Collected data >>
//! Pagination types

use serde::Serialize;

/// Pagination parameters for queries
#[derive(Debug, Clone, Copy, PartialEq, Eq)]
pub struct Pagination {
    pub limit: u64,
    pub offset: u64,
}

impl Default for Pagination {
    fn default() -> Self {
        Self {
            limit: 20,
            offset: 0,
        }
    }
}

impl Pagination {
    pub fn new(limit: u64, offset: u64) -> Self {
        Self { limit, offset }
    }

    /// 1-indexed page of `per_page` items
    pub fn page(page: u64, per_page: u64) -> Self {
        Self {
            limit: per_page,
            offset: page.saturating_sub(1) * per_page,
        }
    }
}

/// Query result with pagination metadata
#[derive(Debug, Clone, Serialize)]
#[serde(rename_all = "camelCase")]
pub struct PaginatedResult<T> {
    pub items: Vec<T>,
    pub total: u64,
    pub limit: u64,
    pub offset: u64,
}

impl<T> PaginatedResult<T> {
    pub fn new(items: Vec<T>, total: u64, pagination: Pagination) -> Self {
        Self {
            items,
            total,
            limit: pagination.limit,
            offset: pagination.offset,
        }
    }

    pub fn page(&self) -> u64 {
        if self.limit == 0 {
            1
        } else {
            (self.offset / self.limit) + 1
        }
    }

    pub fn total_pages(&self) -> u64 {
        if self.limit == 0 {
            1
        } else {
            self.total.div_ceil(self.limit)
        }
    }

    pub fn has_next(&self) -> bool {
        self.offset + self.limit < self.total
    }

    pub fn has_prev(&self) -> bool {
        self.offset > 0
    }
}

#[cfg(test)]
mod tests {
    use super::*;

    #[test]
    fn test_pagination_default() {
        let p = Pagination::default();
        assert_eq!(p.limit, 20);
        assert_eq!(p.offset, 0);
    }

    #[test]
    fn test_pagination_page() {
        let p = Pagination::page(3, 10);
        assert_eq!(p.limit, 10);
        assert_eq!(p.offset, 20);
        assert_eq!(Pagination::page(0, 10).offset, 0);
    }

    #[test]
    fn test_paginated_result() {
        let items = vec![1, 2, 3, 4, 5];
        let result = PaginatedResult::new(items, 50, Pagination::page(2, 5));

        assert_eq!(result.page(), 2);
        assert_eq!(result.total_pages(), 10);
        assert!(result.has_next());
        assert!(result.has_prev());
    }

    #[test]
    fn test_last_page_has_no_next() {
        let result = PaginatedResult::new(vec![1], 11, Pagination::page(2, 10));
        assert_eq!(result.total_pages(), 2);
        assert!(!result.has_next());
    }
}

Instructions for the task >> Every line of the records above where the string "Debug" is found should be copied.

Written answer >>
#[derive(Debug, Clone, Copy, PartialEq, Eq)]
#[derive(Debug, Clone, Serialize)]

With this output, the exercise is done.